Bulletin 5: GDPR and Event Registration
IEEE Technical Activities Bulletin #5
Topic: GDPR and Event Registration
Bulletin Type: Action
Audience: Conference Sponsors and Event Organizers
Version 5, 24 July 2018
A component in complying with the European Union’s General Data Protection Regulation (GDPR) is ensuring IEEE can easily store, access, and erase the data and consent obtained. For example, if a person complains or there is an investigation by authorities, IEEE must be able to prove what, when, and how consent was given in an event registration system.
This applies to all types of events that are delivered by IEEE communities that capture attendee information. Some examples of the types of events include, but are not limited to:
- Award Ceremonies
- Trade shows
- Virtual events
What do I need to keep in mind to comply with GDPR regarding event registration?
As an event organizer, you need to look at how data is collected, how consent is stored, and how to incorporate data security into the event planning and management processes.
How can event organizers obtain attendee consent under GDPR?
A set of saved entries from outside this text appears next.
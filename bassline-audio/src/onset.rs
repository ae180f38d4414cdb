//! Onset detection over decoded audio.
//!
//! The scheduler core consumes onsets as plain timestamps; this module is
//! the boundary they come from. [`EnergyOnsets`] is a small windowed
//! energy-rise detector, adequate for lip-sync; anything smarter slots in
//! through the trait.

use bassline_core::Result;
use tracing::debug;

use crate::clip::AudioClip;

/// Produces onset timestamps, in seconds from content start, for a clip.
///
/// Implementations do not append the end-of-content sentinel; callers do.
pub trait OnsetDetector: Send + Sync {
    fn detect(&self, clip: &AudioClip) -> Result<Vec<f32>>;
}

/// Detector tuning.
#[derive(Debug, Clone)]
pub struct OnsetConfig {
    /// Analysis window, in frames.
    pub window_size: usize,
    /// Hop between analysis windows, in frames.
    pub hop_size: usize,
    /// Window energy must exceed the trailing average by this factor.
    pub threshold: f32,
    /// Energies below this are treated as silence and never trigger.
    pub floor: f32,
    /// Method label, recorded for diagnostics.
    pub method: String,
}

impl Default for OnsetConfig {
    fn default() -> Self {
        Self {
            window_size: 512,
            hop_size: 256,
            threshold: 1.8,
            floor: 1e-4,
            method: "energy".to_string(),
        }
    }
}

/// Windowed energy-rise onset detector.
///
/// Tracks an exponential trailing average of window energy; a window that
/// jumps past `threshold` times the average marks an onset, and the
/// detector re-arms once energy falls back to the average.
pub struct EnergyOnsets {
    cfg: OnsetConfig,
}

impl EnergyOnsets {
    pub fn new(cfg: OnsetConfig) -> Self {
        Self { cfg }
    }
}

impl Default for EnergyOnsets {
    fn default() -> Self {
        Self::new(OnsetConfig::default())
    }
}

impl OnsetDetector for EnergyOnsets {
    fn detect(&self, clip: &AudioClip) -> Result<Vec<f32>> {
        let ch = clip.channels.max(1) as usize;
        let hop = self.cfg.hop_size.max(1);
        let win = self.cfg.window_size.max(hop);

        let frames = clip.samples.len() / ch;
        if frames < win || clip.sample_rate == 0 {
            return Ok(Vec::new());
        }

        // Mono mixdown, normalized to [-1, 1].
        let sample = |i: usize| -> f32 {
            let base = i * ch;
            let mut acc = 0.0f32;
            for c in 0..ch {
                acc += clip.samples[base + c] as f32;
            }
            acc / (ch as f32 * i16::MAX as f32)
        };

        let mut onsets = Vec::new();
        let mut trailing = 0.0f32;
        let mut armed = true;
        let mut start = 0usize;
        while start + win <= frames {
            let mut energy = 0.0f32;
            for i in start..start + win {
                let s = sample(i);
                energy += s * s;
            }
            energy /= win as f32;

            if armed && energy > self.cfg.floor + self.cfg.threshold * trailing {
                onsets.push(start as f32 / clip.sample_rate as f32);
                armed = false;
            } else if energy <= trailing {
                armed = true;
            }
            trailing = 0.9 * trailing + 0.1 * energy;
            start += hop;
        }

        debug!(
            target: "onset",
            method = %self.cfg.method,
            onsets = onsets.len(),
            duration = clip.duration_secs(),
            "onset detection finished"
        );
        Ok(onsets)
    }
}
The following checklist should be used to ensure you’re following the guidelines for managing consent under GDPR:
- Unbundled: Consent questions must be separate from other specific conference policies.
- Active Opt-In: Pre-checked boxes are no longer valid.
- Specific: Provide options to allow individuals to consent to specific activities, communications, or processes, i.e. call for papers, call for reviewers, registration, conference details.
- Keep Records: Maintain records of consent, how they gave consent, and when.
What do I need to incorporate into the registration process?
Where should these questions be placed during the registration process?
As a rule of thumb, place these questions on a stand-alone page allowing the attendee to focus on these questions as well as ensure they are not lost during the registration process. If possible, place them before the registrant enters any personally identifiable information.
How can I learn more?
Visit the Technical Activities GDPR Resource Page or the IEEE GDPR page or send an email to email@example.com.
Please share this information with additional volunteers, contractors, temporary employees, interns, and consultants as needed.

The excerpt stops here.